• **DIRECTIONS**: Filter the entries that follow, copying every line in which the word "Result" appears.

Stored items
▬▬▬▬▬▬

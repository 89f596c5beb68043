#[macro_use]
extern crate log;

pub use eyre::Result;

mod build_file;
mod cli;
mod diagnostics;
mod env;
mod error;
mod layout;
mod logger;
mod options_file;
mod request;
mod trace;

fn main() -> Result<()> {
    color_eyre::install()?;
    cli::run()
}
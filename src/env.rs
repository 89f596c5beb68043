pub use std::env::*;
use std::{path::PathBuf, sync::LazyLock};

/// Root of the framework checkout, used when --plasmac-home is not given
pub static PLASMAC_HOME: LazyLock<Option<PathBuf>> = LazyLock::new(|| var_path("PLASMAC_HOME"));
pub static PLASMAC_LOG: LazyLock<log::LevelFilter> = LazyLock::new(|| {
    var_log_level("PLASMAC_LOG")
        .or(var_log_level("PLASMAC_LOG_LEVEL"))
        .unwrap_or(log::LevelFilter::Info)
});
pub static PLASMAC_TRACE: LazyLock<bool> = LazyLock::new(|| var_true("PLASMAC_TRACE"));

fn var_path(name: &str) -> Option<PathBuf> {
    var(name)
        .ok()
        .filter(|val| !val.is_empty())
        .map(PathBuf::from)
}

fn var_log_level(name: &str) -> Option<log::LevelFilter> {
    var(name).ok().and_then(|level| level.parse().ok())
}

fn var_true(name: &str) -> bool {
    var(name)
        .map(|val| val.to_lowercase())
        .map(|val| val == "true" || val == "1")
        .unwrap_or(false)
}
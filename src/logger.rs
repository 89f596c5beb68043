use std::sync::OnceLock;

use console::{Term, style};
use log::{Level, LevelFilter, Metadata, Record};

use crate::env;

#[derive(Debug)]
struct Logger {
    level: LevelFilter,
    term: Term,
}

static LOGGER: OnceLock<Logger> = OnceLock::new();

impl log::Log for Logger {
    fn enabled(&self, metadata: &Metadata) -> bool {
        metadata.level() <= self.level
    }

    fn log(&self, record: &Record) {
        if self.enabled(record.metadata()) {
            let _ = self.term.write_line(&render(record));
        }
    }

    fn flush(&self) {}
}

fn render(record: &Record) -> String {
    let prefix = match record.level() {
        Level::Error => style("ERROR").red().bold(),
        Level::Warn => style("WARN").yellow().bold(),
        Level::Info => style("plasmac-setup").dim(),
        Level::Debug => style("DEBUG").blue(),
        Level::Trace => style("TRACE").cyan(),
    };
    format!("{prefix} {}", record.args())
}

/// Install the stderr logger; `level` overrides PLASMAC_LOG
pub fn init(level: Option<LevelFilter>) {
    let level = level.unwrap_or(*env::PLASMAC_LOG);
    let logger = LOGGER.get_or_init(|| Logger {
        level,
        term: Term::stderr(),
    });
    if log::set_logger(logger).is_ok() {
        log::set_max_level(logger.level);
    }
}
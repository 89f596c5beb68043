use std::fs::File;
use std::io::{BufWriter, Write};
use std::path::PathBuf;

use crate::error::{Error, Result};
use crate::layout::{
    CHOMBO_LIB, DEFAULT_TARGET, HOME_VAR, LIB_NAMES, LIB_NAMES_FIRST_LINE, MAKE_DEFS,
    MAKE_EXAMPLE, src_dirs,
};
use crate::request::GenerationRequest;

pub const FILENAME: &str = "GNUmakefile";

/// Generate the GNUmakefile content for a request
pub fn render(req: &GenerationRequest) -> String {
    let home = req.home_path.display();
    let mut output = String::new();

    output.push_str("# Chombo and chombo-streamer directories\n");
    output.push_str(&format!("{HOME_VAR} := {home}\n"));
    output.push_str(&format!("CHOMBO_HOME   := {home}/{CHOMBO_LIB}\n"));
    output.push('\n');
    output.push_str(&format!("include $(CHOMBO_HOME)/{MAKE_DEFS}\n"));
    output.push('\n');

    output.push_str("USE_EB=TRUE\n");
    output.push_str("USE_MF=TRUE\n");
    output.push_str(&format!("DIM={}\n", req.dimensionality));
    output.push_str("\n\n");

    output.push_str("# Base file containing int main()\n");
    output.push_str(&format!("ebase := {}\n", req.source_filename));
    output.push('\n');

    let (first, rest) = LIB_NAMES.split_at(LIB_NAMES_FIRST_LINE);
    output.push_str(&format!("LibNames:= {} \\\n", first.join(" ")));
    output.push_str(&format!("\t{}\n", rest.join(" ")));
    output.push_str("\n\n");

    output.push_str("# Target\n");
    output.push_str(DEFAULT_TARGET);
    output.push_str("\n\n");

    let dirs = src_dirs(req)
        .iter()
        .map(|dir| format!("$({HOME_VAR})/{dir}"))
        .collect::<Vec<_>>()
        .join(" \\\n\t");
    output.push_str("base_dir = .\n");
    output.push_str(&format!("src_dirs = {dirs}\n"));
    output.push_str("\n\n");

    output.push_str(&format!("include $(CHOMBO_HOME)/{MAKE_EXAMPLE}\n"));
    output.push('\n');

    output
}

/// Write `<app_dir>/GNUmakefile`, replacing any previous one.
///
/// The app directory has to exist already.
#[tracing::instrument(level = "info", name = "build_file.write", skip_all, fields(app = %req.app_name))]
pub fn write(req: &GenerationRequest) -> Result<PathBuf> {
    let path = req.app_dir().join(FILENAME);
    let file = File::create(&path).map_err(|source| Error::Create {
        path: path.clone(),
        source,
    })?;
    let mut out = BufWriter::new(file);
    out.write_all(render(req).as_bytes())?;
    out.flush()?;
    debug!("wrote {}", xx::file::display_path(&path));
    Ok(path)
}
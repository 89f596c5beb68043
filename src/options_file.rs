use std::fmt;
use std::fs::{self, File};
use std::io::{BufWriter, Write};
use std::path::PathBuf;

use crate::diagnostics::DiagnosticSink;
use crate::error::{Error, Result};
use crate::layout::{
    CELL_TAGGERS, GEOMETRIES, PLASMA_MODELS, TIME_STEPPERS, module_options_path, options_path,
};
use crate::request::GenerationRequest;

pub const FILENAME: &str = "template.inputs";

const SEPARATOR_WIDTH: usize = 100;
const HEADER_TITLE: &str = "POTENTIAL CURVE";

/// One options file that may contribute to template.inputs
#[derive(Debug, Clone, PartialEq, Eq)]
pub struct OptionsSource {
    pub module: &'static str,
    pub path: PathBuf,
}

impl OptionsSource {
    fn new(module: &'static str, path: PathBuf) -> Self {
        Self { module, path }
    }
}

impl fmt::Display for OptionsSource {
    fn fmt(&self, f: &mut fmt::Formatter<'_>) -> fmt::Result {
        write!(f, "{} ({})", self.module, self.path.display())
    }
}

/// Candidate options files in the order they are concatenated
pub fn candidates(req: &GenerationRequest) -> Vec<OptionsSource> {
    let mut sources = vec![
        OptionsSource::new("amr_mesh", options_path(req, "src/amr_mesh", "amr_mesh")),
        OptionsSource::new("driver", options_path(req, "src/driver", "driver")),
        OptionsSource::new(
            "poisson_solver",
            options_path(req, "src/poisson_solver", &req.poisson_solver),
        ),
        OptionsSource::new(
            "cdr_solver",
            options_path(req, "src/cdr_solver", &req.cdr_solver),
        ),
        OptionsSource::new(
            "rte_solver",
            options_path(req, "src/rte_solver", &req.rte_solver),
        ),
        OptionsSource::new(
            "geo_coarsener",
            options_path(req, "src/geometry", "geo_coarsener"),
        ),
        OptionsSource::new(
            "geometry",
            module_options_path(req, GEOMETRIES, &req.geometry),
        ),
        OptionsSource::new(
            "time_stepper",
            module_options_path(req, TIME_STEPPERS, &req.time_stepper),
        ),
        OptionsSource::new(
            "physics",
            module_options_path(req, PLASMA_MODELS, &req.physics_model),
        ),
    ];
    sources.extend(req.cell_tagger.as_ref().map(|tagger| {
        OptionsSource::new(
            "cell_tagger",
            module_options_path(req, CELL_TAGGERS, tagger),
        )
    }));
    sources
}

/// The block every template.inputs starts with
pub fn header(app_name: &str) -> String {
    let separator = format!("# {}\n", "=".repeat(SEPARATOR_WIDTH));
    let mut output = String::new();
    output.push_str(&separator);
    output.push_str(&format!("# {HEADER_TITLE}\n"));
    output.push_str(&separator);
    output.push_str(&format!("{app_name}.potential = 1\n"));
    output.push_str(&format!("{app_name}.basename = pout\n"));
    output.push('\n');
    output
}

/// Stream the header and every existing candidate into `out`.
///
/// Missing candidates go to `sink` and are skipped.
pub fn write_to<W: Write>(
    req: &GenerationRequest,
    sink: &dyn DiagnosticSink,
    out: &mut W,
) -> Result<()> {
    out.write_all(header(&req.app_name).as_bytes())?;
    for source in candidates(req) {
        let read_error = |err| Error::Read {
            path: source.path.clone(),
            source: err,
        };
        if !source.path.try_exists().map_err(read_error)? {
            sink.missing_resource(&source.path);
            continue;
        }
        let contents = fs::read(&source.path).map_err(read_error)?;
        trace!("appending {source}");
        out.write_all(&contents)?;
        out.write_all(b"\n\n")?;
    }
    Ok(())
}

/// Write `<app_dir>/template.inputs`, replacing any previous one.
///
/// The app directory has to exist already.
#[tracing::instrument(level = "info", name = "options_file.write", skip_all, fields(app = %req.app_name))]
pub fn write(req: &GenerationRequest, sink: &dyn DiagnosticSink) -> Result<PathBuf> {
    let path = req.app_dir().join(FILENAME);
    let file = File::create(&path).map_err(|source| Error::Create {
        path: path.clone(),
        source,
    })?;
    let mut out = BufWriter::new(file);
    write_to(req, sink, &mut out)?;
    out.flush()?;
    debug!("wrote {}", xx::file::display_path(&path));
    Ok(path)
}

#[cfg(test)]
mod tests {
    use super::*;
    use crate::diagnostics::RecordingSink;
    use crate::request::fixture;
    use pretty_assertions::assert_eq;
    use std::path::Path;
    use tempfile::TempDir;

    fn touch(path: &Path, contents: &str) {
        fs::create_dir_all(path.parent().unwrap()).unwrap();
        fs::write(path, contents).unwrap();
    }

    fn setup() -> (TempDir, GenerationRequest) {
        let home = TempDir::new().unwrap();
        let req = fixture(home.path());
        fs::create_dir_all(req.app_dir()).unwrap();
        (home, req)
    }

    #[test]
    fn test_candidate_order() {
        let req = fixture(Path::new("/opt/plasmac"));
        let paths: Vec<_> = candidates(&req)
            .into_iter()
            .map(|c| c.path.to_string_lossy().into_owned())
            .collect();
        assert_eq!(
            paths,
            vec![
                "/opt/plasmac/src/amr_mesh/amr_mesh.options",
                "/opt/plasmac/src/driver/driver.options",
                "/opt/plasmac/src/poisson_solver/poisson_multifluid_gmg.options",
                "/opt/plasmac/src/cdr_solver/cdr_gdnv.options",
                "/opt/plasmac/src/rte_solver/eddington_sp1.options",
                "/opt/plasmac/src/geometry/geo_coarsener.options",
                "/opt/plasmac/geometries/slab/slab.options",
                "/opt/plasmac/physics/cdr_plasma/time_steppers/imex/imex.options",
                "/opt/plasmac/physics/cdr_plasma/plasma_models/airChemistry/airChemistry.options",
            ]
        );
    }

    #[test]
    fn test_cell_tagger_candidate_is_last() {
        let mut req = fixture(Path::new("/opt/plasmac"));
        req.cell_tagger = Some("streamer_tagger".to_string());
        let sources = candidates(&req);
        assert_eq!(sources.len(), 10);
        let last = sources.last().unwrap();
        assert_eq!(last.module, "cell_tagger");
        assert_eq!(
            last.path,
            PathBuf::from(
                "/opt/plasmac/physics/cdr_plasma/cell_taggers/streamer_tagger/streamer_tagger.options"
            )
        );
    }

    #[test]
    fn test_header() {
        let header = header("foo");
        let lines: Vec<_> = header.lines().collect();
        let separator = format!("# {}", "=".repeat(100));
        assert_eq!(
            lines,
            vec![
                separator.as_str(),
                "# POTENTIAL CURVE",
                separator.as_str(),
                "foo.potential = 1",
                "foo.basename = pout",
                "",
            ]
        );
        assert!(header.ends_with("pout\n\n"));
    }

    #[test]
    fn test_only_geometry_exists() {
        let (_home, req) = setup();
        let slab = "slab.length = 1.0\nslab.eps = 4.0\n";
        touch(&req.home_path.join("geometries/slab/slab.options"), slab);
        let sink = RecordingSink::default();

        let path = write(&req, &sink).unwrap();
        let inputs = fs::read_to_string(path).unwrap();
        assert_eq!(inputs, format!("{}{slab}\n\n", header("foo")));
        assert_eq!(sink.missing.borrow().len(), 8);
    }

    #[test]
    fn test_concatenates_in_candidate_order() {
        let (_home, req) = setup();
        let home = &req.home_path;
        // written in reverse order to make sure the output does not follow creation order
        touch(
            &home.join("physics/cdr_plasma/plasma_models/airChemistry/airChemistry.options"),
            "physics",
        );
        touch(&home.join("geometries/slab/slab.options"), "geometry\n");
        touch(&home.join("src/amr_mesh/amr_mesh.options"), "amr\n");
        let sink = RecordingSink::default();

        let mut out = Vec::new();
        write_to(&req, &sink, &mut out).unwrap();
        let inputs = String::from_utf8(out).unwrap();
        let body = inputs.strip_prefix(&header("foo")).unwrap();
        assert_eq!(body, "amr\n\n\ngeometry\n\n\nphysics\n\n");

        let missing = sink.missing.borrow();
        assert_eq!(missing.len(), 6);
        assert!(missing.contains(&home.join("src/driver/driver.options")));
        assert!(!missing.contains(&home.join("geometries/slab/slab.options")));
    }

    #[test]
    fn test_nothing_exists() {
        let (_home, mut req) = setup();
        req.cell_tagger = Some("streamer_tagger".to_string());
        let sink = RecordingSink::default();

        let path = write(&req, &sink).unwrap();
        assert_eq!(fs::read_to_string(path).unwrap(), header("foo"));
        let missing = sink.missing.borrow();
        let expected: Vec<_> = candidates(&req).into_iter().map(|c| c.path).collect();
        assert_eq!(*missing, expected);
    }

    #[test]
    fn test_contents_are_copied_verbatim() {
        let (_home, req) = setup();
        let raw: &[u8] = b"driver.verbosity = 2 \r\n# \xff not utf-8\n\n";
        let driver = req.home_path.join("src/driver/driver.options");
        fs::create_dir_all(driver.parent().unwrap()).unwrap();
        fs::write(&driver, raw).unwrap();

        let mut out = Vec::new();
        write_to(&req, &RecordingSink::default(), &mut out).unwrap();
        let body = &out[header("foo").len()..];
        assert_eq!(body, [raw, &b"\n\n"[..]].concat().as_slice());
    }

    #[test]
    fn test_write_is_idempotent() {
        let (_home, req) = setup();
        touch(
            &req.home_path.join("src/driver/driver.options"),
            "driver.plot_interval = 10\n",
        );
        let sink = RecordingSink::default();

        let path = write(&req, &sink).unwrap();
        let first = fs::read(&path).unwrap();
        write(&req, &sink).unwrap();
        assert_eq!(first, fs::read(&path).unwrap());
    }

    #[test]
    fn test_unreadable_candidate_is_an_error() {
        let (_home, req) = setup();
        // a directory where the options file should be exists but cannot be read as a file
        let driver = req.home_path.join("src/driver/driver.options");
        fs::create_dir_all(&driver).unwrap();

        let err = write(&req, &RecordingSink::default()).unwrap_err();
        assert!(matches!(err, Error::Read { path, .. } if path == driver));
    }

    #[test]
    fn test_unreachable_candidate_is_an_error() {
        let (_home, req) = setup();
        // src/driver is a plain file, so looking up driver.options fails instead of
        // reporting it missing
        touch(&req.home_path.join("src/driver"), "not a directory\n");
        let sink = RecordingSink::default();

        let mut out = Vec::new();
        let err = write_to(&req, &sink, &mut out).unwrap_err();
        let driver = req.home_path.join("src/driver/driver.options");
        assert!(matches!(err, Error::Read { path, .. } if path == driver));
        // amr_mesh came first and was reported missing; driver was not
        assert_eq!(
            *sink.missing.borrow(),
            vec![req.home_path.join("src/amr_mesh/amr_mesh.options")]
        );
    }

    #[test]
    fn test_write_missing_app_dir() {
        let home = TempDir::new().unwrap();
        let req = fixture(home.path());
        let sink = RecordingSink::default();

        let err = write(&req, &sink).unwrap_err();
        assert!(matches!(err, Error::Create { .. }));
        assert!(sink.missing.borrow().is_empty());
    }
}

▬▬▬▬▬▬

• **RESPONSE TO THIS EXERCISE**:
pub use eyre::Result;
fn main() -> Result<()> {
use crate::error::{Error, Result};
pub fn write(req: &GenerationRequest) -> Result<PathBuf> {
use crate::error::{Error, Result};
    fn fmt(&self, f: &mut fmt::Formatter<'_>) -> fmt::Result {
) -> Result<()> {
pub fn write(req: &GenerationRequest, sink: &dyn DiagnosticSink) -> Result<PathBuf> {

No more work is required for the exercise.